Falling for Vino di Anna

Anna Martens in her vineyards. She and husband Eric Narioo are capturing the energy and excitement of Mt. Etna like few other producers.

I have completely fallen for Vino di Anna’s wines. I get a rush when they come back to town. These are the most energetic, expressive, and vibrant Mt. Etna wine I’ve tasted—and I drink a lot of Etna wines.

Three wines just arrived from them: two salty, mineral whites and a brilliant, playful volcanic red. They exude versatility, I’ve paired their white wines with everything including red sauce pizza, pasta, veggies, and even chocolate ice cream with strawberries for dessert. They are my go-to for Etna Rossos that are natty enough to satisfy the most entrenched wine snob yet are so approachable they can win over the most aloof wine drinkers around—i.e. parents visiting who primarily drink California Cabs.

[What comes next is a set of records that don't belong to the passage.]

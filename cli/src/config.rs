//! Platform configuration for the verifier client
//!
//! Program ids and the compute budget are injected at client construction
//! instead of being read from hard-coded module globals, so tests can
//! point the client at a mock verifier or a local deployment.

use std::path::PathBuf;
use std::str::FromStr;

use anyhow::{bail, Context, Result};
use solana_sdk::pubkey::Pubkey;
use solana_sdk::signature::Keypair;

/// Deployed chainauth program
pub const DEFAULT_PROGRAM_ID: &str = "Fg6PaFpoGXkYsidMpWTK6W2BeZ7FEfcYkg476zPFsLnS";

/// Native precompile programs
pub const SECP256K1_PROGRAM_ID: &str = "KeccakSecp256k11111111111111111111111111111";
pub const SECP256R1_PROGRAM_ID: &str = "Secp256r1SigVerify1111111111111111111111111";

/// Curve verification plus the surrounding instructions exceeds the
/// default per-transaction budget, which truncates mid-verification with
/// a generic failure. Request the platform maximum explicitly.
pub const VERIFICATION_COMPUTE_UNITS: u32 = 1_400_000;

#[derive(Debug, Clone)]
pub struct VerifierConfig {
    pub program_id: Pubkey,
    pub secp256k1_program_id: Pubkey,
    pub secp256r1_program_id: Pubkey,
    pub compute_unit_limit: u32,
}

impl Default for VerifierConfig {
    fn default() -> Self {
        Self {
            program_id: Pubkey::from_str(DEFAULT_PROGRAM_ID).unwrap(),
            secp256k1_program_id: Pubkey::from_str(SECP256K1_PROGRAM_ID).unwrap(),
            secp256r1_program_id: Pubkey::from_str(SECP256R1_PROGRAM_ID).unwrap(),
            compute_unit_limit: VERIFICATION_COMPUTE_UNITS,
        }
    }
}

impl VerifierConfig {
    pub fn with_program_id(program_id: Pubkey) -> Self {
        Self {
            program_id,
            ..Self::default()
        }
    }
}

/// Loads the fee-payer keypair, defaulting to the standard Solana CLI
/// location.
pub fn load_solana_keypair(path: Option<&str>) -> Result<Keypair> {
    let keypair_path = match path {
        Some(p) => PathBuf::from(p),
        None => dirs::home_dir()
            .context("Could not find home directory")?
            .join(".config")
            .join("solana")
            .join("id.json"),
    };

    if !keypair_path.exists() {
        bail!(
            "Solana keypair not found at {:?}. Generate one with 'solana-keygen new' or specify path with --keypair",
            keypair_path
        );
    }

    let keypair_json = std::fs::read_to_string(&keypair_path)?;
    let bytes: Vec<u8> = serde_json::from_str(&keypair_json)?;
    let keypair = Keypair::from_bytes(&bytes)
        .map_err(|err| anyhow::anyhow!("invalid keypair file: {err}"))?;

    Ok(keypair)
}

/// Parses a 32-byte hex dataset id (optional `0x` prefix).
pub fn parse_dataset_id(input: &str) -> Result<[u8; 32]> {
    let stripped = input.strip_prefix("0x").unwrap_or(input);
    let bytes = hex::decode(stripped).context("dataset id is not valid hex")?;
    let id: [u8; 32] = bytes
        .try_into()
        .map_err(|_| anyhow::anyhow!("dataset id must be exactly 32 bytes"))?;
    Ok(id)
}
//! WebAuthn Signature Verification
//!
//! The canonical message for a WebAuthn assertion is
//! `authenticatorData || SHA256(clientDataJSON)`. Only the client-data
//! hash is computed here; the concatenation is NOT hashed again at this
//! stage, because the Secp256r1SigVerify precompile hashes the full
//! message itself before curve verification. The clientDataJSON is used
//! byte for byte as received - re-serializing it, even changing
//! whitespace, would change the hash and fail verification.

use anchor_lang::prelude::*;
use anchor_lang::solana_program::sysvar::instructions::ID as INSTRUCTIONS_SYSVAR_ID;
use sha2::{Digest, Sha256};

use crate::error::ChainAuthError;
use crate::instructions::verify_ethereum::decode_hex;
use crate::precompile::{find_preceding_instruction, secp256r1};

/// Signature material for a WebAuthn-style verification request
#[derive(AnchorSerialize, AnchorDeserialize, Clone)]
pub struct WebauthnValidationData {
    pub signature: String,
    pub authenticator_data: String,
    pub client_data: String,
}

#[derive(Accounts)]
pub struct VerifyWebauthnSignature<'info> {
    /// CHECK: constrained to the instructions sysvar address
    #[account(address = INSTRUCTIONS_SYSVAR_ID)]
    pub instructions_sysvar: AccountInfo<'info>,
}

pub fn verify_webauthn_signature(
    ctx: Context<VerifyWebauthnSignature>,
    webauthn_data: WebauthnValidationData,
    compressed_public_key: String,
) -> Result<bool> {
    let signature_bytes = decode_hex(&webauthn_data.signature)?;
    let signature: [u8; 64] = signature_bytes
        .try_into()
        .map_err(|_| error!(ChainAuthError::InvalidSignatureLength))?;

    let pubkey_bytes = decode_hex(&compressed_public_key)?;
    let compressed_pubkey: [u8; 33] = pubkey_bytes
        .try_into()
        .map_err(|_| error!(ChainAuthError::InvalidPublicKeyLength))?;

    let authenticator_data = decode_hex(&webauthn_data.authenticator_data)?;
    let client_data_hash = Sha256::digest(webauthn_data.client_data.as_bytes());

    let mut message = Vec::with_capacity(authenticator_data.len() + 32);
    message.extend_from_slice(&authenticator_data);
    message.extend_from_slice(&client_data_hash);

    let (index, instruction) = find_preceding_instruction(
        &ctx.accounts.instructions_sysvar,
        &secp256r1::SECP256R1_PROGRAM_ID,
    )?
    .ok_or_else(|| error!(ChainAuthError::MissingSecp256r1Instruction))?;

    let accepted = secp256r1::matches_expected(
        &instruction.data,
        index,
        &compressed_pubkey,
        &signature,
        &message,
    )?;

    if accepted {
        msg!("webauthn signature accepted");
    } else {
        msg!("webauthn signature rejected");
    }
    Ok(accepted)
}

It was Frank Cornelissen's Susucaru (which also just landed) that opened up natural wine to me. But while Susucaru will always have a part of my heart, it was the wines from Anna Martens of Vino di Anna that truly hooked me on Etna. The Vino di Anna wines are closer to the era when Susucaru had zero-sulfur added: a little wild, sometimes unpredictable, but consistently elegant and engaging.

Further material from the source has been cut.